◆ **Brief**:
Your answer must consist of exactly the lines below, starting with the line with "fn setter_wrap(self, heap: &mut" and going on through the line with "fn is_enumerable(self, heap: &Heap, raw: Value)", and nothing else.

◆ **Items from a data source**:
//! Conversion of object graphs into plain host-side values.
use std::{
    cell::RefCell,
    collections::HashMap,
    rc::{Rc, Weak},
    sync::Arc,
};

use crate::{Heap, Object, PropertyKey, Tagged, Value, ValueKind};

pub type ExportedRef = Rc<RefCell<ExportedObject>>;

/// A plain mapping from property names to exported values, in the order
/// the properties were enumerated.
#[derive(Debug, Default)]
pub struct ExportedObject {
    entries: Vec<(String, Exported)>,
    /// Position of each name in `entries`.
    index: HashMap<String, usize, ahash::RandomState>,
}

impl ExportedObject {
    pub fn get(&self, key: &str) -> Option<&Exported> {
        self.index.get(key).map(|&i| &self.entries[i].1)
    }

    pub fn keys(&self) -> impl Iterator<Item = &str> {
        self.entries.iter().map(|(name, _)| name.as_str())
    }

    pub fn len(&self) -> usize {
        self.entries.len()
    }

    pub fn is_empty(&self) -> bool {
        self.entries.is_empty()
    }

    /// Later writes to a key replace earlier ones.
    pub fn insert(&mut self, key: String, value: Exported) {
        if let Some(&i) = self.index.get(&key) {
            self.entries[i].1 = value;
            return;
        }
        self.index.insert(key.clone(), self.entries.len());
        self.entries.push((key, value));
    }
}

#[derive(Debug, Clone)]
pub enum Exported {
    Undefined,
    Integer(i64),
    String(Arc<str>),
    /// A function, by name.
    Function(Arc<str>),
    /// The slots of a raw Field.
    List(Vec<Exported>),
    Object(ExportedRef),
    /// A reference back to an object still being exported.
    Cycle(Weak<RefCell<ExportedObject>>),
    /// Internal cells with no host form.
    Opaque(&'static str),
}

impl Exported {
    pub fn as_integer(&self) -> Option<i64> {
        match self {
            Exported::Integer(n) => Some(*n),
            _ => None,
        }
    }

    pub fn as_object(&self) -> Option<ExportedRef> {
        match self {
            Exported::Object(object) => Some(object.clone()),
            Exported::Cycle(object) => object.upgrade(),
            _ => None,
        }
    }
}

/// Objects currently being exported, outermost first.
#[derive(Debug, Default)]
pub struct ExportStack {
    frames: Vec<(Tagged<Object>, ExportedRef)>,
}

impl ExportStack {
    pub fn new() -> Self {
        Self::default()
    }

    pub fn len(&self) -> usize {
        self.frames.len()
    }

    pub fn is_empty(&self) -> bool {
        self.frames.is_empty()
    }

    fn find(&self, object: Tagged<Object>) -> Option<&ExportedRef> {
        self.frames
            .iter()
            .rev()
            .find(|(source, _)| *source == object)
            .map(|(_, target)| target)
    }
}

impl Tagged<Object> {
    /// Export this object and everything reachable from it.
    ///
    /// A reference to an object that is still being exported becomes
    /// [`Exported::Cycle`] pointing at the partially built result.
    pub fn export(self, heap: &mut Heap) -> ExportedRef {
        self.export_into(heap, &mut ExportStack::new(), None)
    }

    /// Export into `target` (a fresh mapping when `None`) with an existing
    /// stack of enclosing objects.
    pub fn export_into(
        self,
        heap: &mut Heap,
        stack: &mut ExportStack,
        target: Option<ExportedRef>,
    ) -> ExportedRef {
        let target = target.unwrap_or_default();
        stack.frames.push((self, target.clone()));
        self.iterate(heap, |heap, key, value| {
            let name = key_name(heap, key);
            let exported = export_value(heap, stack, value);
            target.borrow_mut().insert(name, exported);
        });
        stack.frames.pop();
        target
    }
}

fn key_name(heap: &Heap, key: PropertyKey) -> String {
    match key {
        PropertyKey::Integer(n) => n.get().to_string(),
        PropertyKey::Name(name) => heap.string(name).as_str().to_owned(),
    }
}

fn export_value(heap: &mut Heap, stack: &mut ExportStack, value: Value) -> Exported {
    match heap.kind(value) {
        ValueKind::Object(object) => {
            if let Some(ancestor) = stack.find(object) {
                return Exported::Cycle(Rc::downgrade(ancestor));
            }
            Exported::Object(object.export_into(heap, stack, None))
        }
        ValueKind::Field(field) => {
            let len = heap.field(field).len();
            let items = (0..len)
                .map(|i| {
                    let slot = heap.field(field).get(i);
                    match heap.kind(slot) {
                        ValueKind::Field(_) => Exported::Opaque("field"),
                        _ => export_value(heap, stack, slot),
                    }
                })
                .collect();
            Exported::List(items)
        }
        ValueKind::Fixnum(n) => Exported::Integer(n),
        ValueKind::Undefined | ValueKind::Hole => Exported::Undefined,
        ValueKind::Str(string) => Exported::String(heap.string(string).text()),
        ValueKind::Function(function) => Exported::Function(heap.function(function).name()),
        // only reachable when stored without the accessor flag
        ValueKind::AccessorPair(_) => Exported::Undefined,
        ValueKind::Map(_) => Exported::Opaque("map"),
    }
}
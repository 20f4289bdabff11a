use bitflags::bitflags;

use crate::{
    Dict, DictMut, Field, Heap, Map, MapKind, PropertyKey, Tagged, Value,
    ValueKind, Visitable, Visitor, slots::Resolve,
};

bitflags! {
    #[derive(Debug, Clone, Copy, PartialEq, Eq, Hash)]
    pub struct ObjectFlags: u8 {
        /// Storage is a dense array indexed by integer key.
        const DENSE = 1 << 0;
        /// At least one stored value is an accessor pair.
        const ACCESS = 1 << 1;
    }
}

bitflags! {
    #[derive(Debug, Default, Clone, Copy, PartialEq, Eq, Hash)]
    pub struct SetOptions: u8 {
        /// Insert without moving the object to a new shape.
        const NO_TRANSITION = 1 << 0;
    }
}

/// Header of a dictionary-backed object.
///
/// ```text
///  0: header
///  8: map
/// 16: flags
/// 24: field
/// 32: probe budget
/// ```
#[derive(Debug, Clone, Copy, PartialEq, Eq)]
pub struct Object {
    pub(crate) map: Tagged<Map>,
    pub(crate) flags: ObjectFlags,
    pub(crate) field: Tagged<Field>,
    pub(crate) probes: usize,
}

impl Object {
    pub const MAP_OFFSET: usize = 8;
    pub const FLAGS_OFFSET: usize = 16;
    pub const FIELD_OFFSET: usize = 24;
    pub const PROBES_OFFSET: usize = 32;

    #[inline]
    pub fn map(&self) -> Tagged<Map> {
        self.map
    }

    #[inline]
    pub fn flags(&self) -> ObjectFlags {
        self.flags
    }

    #[inline]
    pub fn field(&self) -> Tagged<Field> {
        self.field
    }

    /// Linear-probe budget of keyed lookups on this object. Starts at
    /// [`HeapSettings::max_probes`](crate::HeapSettings::max_probes) and
    /// only widens when keys cluster in an already sparse table.
    #[inline]
    pub fn probe_budget(&self) -> usize {
        self.probes
    }

    #[inline]
    pub fn is_dense(&self) -> bool {
        self.flags.contains(ObjectFlags::DENSE)
    }

    #[inline]
    pub fn has_access_pairs(&self) -> bool {
        self.flags.contains(ObjectFlags::ACCESS)
    }
}

impl Visitable for Object {
    fn visit_edges(&self, holder: Value, visitor: &mut impl Visitor) {
        visitor.visit(holder, Self::MAP_OFFSET, "map", self.map.value());
        visitor.visit(holder, Self::FIELD_OFFSET, "field", self.field.value());
    }
}

impl Heap {
    /// A keyed object with prototype `proto`.
    pub fn new_object(&mut self, proto: Option<Tagged<Object>>) -> Tagged<Object> {
        self.new_object_with(MapKind::Object, ObjectFlags::empty(), proto)
    }

    /// An object whose storage starts as a dense array.
    pub fn new_dense_object(&mut self, proto: Option<Tagged<Object>>) -> Tagged<Object> {
        self.new_object_with(MapKind::Dense, ObjectFlags::DENSE, proto)
    }

    fn new_object_with(
        &mut self,
        kind: MapKind,
        flags: ObjectFlags,
        proto: Option<Tagged<Object>>,
    ) -> Tagged<Object> {
        let proto = proto.map_or(Value::HOLE, Tagged::value);
        let map = self.root_map(kind, proto);
        let field = self.alloc_field(self.settings().min_field_size);
        let probes = self.settings().max_probes;
        self.alloc_object(Object {
            map,
            flags,
            field,
            probes,
        })
    }
}

impl Tagged<Object> {
    // ── Views ─────────────────────────────────────────────────────────

    /// View of the current storage.
    ///
    /// Anything that may grow the object invalidates the view, the borrow
    /// checker enforces re-deriving it.
    pub fn dict(self, heap: &Heap) -> Dict<'_> {
        let object = heap.object(self);
        Dict::new(heap.field(object.field), object.is_dense())
    }

    pub fn dict_mut(self, heap: &mut Heap) -> DictMut<'_> {
        let object = *heap.object(self);
        DictMut::new(heap.field_mut(object.field), object.is_dense())
    }

    /// Entry capacity of the current storage.
    pub fn capacity(self, heap: &Heap) -> usize {
        self.dict(heap).capacity()
    }

    /// Number of occupied entries.
    pub fn len(self, heap: &Heap) -> usize {
        let dict = self.dict(heap);
        (0..dict.capacity())
            .filter(|&i| !dict.key(i).is_hole())
            .count()
    }

    pub fn is_empty(self, heap: &Heap) -> bool {
        self.len(heap) == 0
    }

    // ── Prototype ─────────────────────────────────────────────────────

    pub fn prototype(self, heap: &Heap) -> Option<Tagged<Object>> {
        let proto = heap.map(heap.object(self).map).proto();
        match heap.kind(proto) {
            ValueKind::Object(proto) => Some(proto),
            _ => None,
        }
    }

    /// Replace the prototype.
    ///
    /// A fresh object keeps its kind of root map. An object that already
    /// took shape transitions gives up shape tracking.
    pub fn set_prototype(self, heap: &mut Heap, proto: Option<Tagged<Object>>) {
        let current = heap.map(heap.object(self).map);
        let kind = match current.kind() {
            MapKind::Object if current.depth() > 0 => MapKind::Generic,
            kind => kind,
        };
        let proto = proto.map_or(Value::HOLE, Tagged::value);
        let map = heap.root_map(kind, proto);
        heap.object_mut(self).map = map;
    }

    // ── Reads ─────────────────────────────────────────────────────────

    /// Own property lookup. Accessor getters run, the prototype is not
    /// consulted.
    pub fn get_own(self, heap: &mut Heap, key: PropertyKey) -> Option<Value> {
        let slot = self.resolve_slot(heap, key, Resolve::empty())?;
        let raw = self.dict(heap).value(slot);
        if raw.is_hole() {
            return None;
        }
        Some(self.getter_wrap(heap, raw))
    }

    /// Property lookup along the prototype chain.
    ///
    /// Returns `UNDEFINED` when no object on the chain has `key`. A chain
    /// that loops back onto itself ends the lookup.
    pub fn get(self, heap: &mut Heap, key: PropertyKey) -> Value {
        if let Some(value) = self.get_own(heap, key) {
            return value;
        }
        heap.scope(|heap| {
            heap.pin(self);
            let mut visited = vec![self];
            let mut proto = self.prototype(heap);
            while let Some(current) = proto {
                if visited.contains(&current) {
                    log::trace!("{self:?}: prototype chain loops at {current:?}");
                    break;
                }
                heap.pin(current);
                if let Some(value) = current.get_own(heap, key) {
                    return value;
                }
                visited.push(current);
                proto = current.prototype(heap);
            }
            Value::UNDEFINED
        })
    }

    /// Slot index holding `key`, without inserting.
    pub fn get_property_slot(self, heap: &mut Heap, key: PropertyKey) -> Option<usize> {
        self.resolve_slot(heap, key, Resolve::empty())
    }

    // ── Writes ────────────────────────────────────────────────────────

    pub fn set(self, heap: &mut Heap, key: PropertyKey, value: Value) {
        self.set_with(heap, key, value, SetOptions::empty());
    }

    pub fn set_with(
        self,
        heap: &mut Heap,
        key: PropertyKey,
        value: Value,
        options: SetOptions,
    ) {
        debug_assert!(!value.is_hole(), "HOLE marks empty slots and cannot be stored");

        if heap.object(self).is_dense() {
            let limit = heap.settings().dense_index_limit;
            match key.dense_index() {
                Some(index) if index < limit => (),
                _ => self.transition_to_keyed(heap),
            }
        }

        let mut resolve = Resolve::UPDATE;
        if options.contains(SetOptions::NO_TRANSITION) {
            resolve |= Resolve::NO_TRANSITION;
        }
        let Some(slot) = self.resolve_slot(heap, key, resolve) else {
            unreachable!("insertion grows until a slot is found")
        };

        if !self.setter_wrap(heap, slot, value) {
            self.dict_mut(heap).set_value(slot, value);
        }
    }

    // ── Accessors ─────────────────────────────────────────────────────

    /// Route a write through an accessor pair.
    ///
    /// Returns `true` when the write was handled and must not be stored.
    fn setter_wrap(self, heap: &mut Heap, slot: usize, value: Value) -> bool {
        if !heap.object(self).has_access_pairs() {
            if let ValueKind::AccessorPair(_) = heap.kind(value) {
                let proto = heap.map(heap.object(self).map).proto();
                let map = heap.root_map(MapKind::Accessor, proto);
                let object = heap.object_mut(self);
                object.flags.insert(ObjectFlags::ACCESS);
                object.map = map;
                log::trace!("{self:?}: first accessor pair stored");
            }
            return false;
        }

        let existing = self.dict(heap).value(slot);
        let ValueKind::AccessorPair(pair) = heap.kind(existing) else {
            return false;
        };
        // a pair without a callable setter swallows the write
        if let ValueKind::Function(setter) = heap.kind(heap.pair(pair).setter()) {
            heap.call(setter, self.value(), &[value]);
        }
        true
    }

    fn getter_wrap(self, heap: &mut Heap, raw: Value) -> Value {
        if !heap.object(self).has_access_pairs() {
            return raw;
        }
        let ValueKind::AccessorPair(pair) = heap.kind(raw) else {
            return raw;
        };
        match heap.kind(heap.pair(pair).getter()) {
            ValueKind::Function(getter) => heap.call(getter, self.value(), &[]),
            _ => Value::UNDEFINED,
        }
    }

    // ── Enumeration ───────────────────────────────────────────────────

    fn is_enumerable(self, heap: &Heap, raw: Value) -> bool {
        if !heap.object(self).has_access_pairs() {
            return true;
        }
        match heap.kind(raw) {
            ValueKind::AccessorPair(pair) => heap.pair(pair).is_enumerable(),
            _ => true,
        }
    }

    /// Call `f` with every occupied entry in storage order. Accessor pairs
    /// without [`PairAttributes::ENUMERABLE`](crate::PairAttributes) are skipped,
    /// the others yield their getter's result.
    ///
    /// `f` may mutate the object. The storage is re-read on every step, so
    /// entries moved by a resize may be skipped or seen twice but the walk
    /// never reads a discarded Field.
    pub fn iterate(self, heap: &mut Heap, mut f: impl FnMut(&mut Heap, PropertyKey, Value)) {
        heap.scope(|heap| {
            heap.pin(self);
            let mut index = 0;
            while index < self.capacity(heap) {
                let dict = self.dict(heap);
                let (key, value) = (dict.key(index), dict.value(index));
                index += 1;
                let Some(key) = PropertyKey::from_value(key) else {
                    continue;
                };
                if value.is_hole() || !self.is_enumerable(heap, value) {
                    continue;
                }
                let value = self.getter_wrap(heap, value);
                f(heap, key, value);
            }
        })
    }

    /// Every key in storage order.
    pub fn keys(self, heap: &Heap) -> Vec<PropertyKey> {
        let dict = self.dict(heap);
        (0..dict.capacity())
            .filter(|&i| !dict.value(i).is_hole())
            .filter_map(|i| PropertyKey::from_value(dict.key(i)))
            .collect()
    }

    /// Report the map and field edges of this object.
    pub fn visit(self, heap: &Heap, visitor: &mut impl Visitor) {
        heap.object(self).visit_edges(self.value(), visitor);
    }
}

◆ **Task response**:
    fn setter_wrap(self, heap: &mut Heap, slot: usize, value: Value) -> bool {
        if !heap.object(self).has_access_pairs() {
            if let ValueKind::AccessorPair(_) = heap.kind(value) {
                let proto = heap.map(heap.object(self).map).proto();
                let map = heap.root_map(MapKind::Accessor, proto);
                let object = heap.object_mut(self);
                object.flags.insert(ObjectFlags::ACCESS);
                object.map = map;
                log::trace!("{self:?}: first accessor pair stored");
            }
            return false;
        }

        let existing = self.dict(heap).value(slot);
        let ValueKind::AccessorPair(pair) = heap.kind(existing) else {
            return false;
        };
        // a pair without a callable setter swallows the write
        if let ValueKind::Function(setter) = heap.kind(heap.pair(pair).setter()) {
            heap.call(setter, self.value(), &[value]);
        }
        true
    }

    fn getter_wrap(self, heap: &mut Heap, raw: Value) -> Value {
        if !heap.object(self).has_access_pairs() {
            return raw;
        }
        let ValueKind::AccessorPair(pair) = heap.kind(raw) else {
            return raw;
        };
        match heap.kind(heap.pair(pair).getter()) {
            ValueKind::Function(getter) => heap.call(getter, self.value(), &[]),
            _ => Value::UNDEFINED,
        }
    }

    // ── Enumeration ───────────────────────────────────────────────────

    fn is_enumerable(self, heap: &Heap, raw: Value) -> bool {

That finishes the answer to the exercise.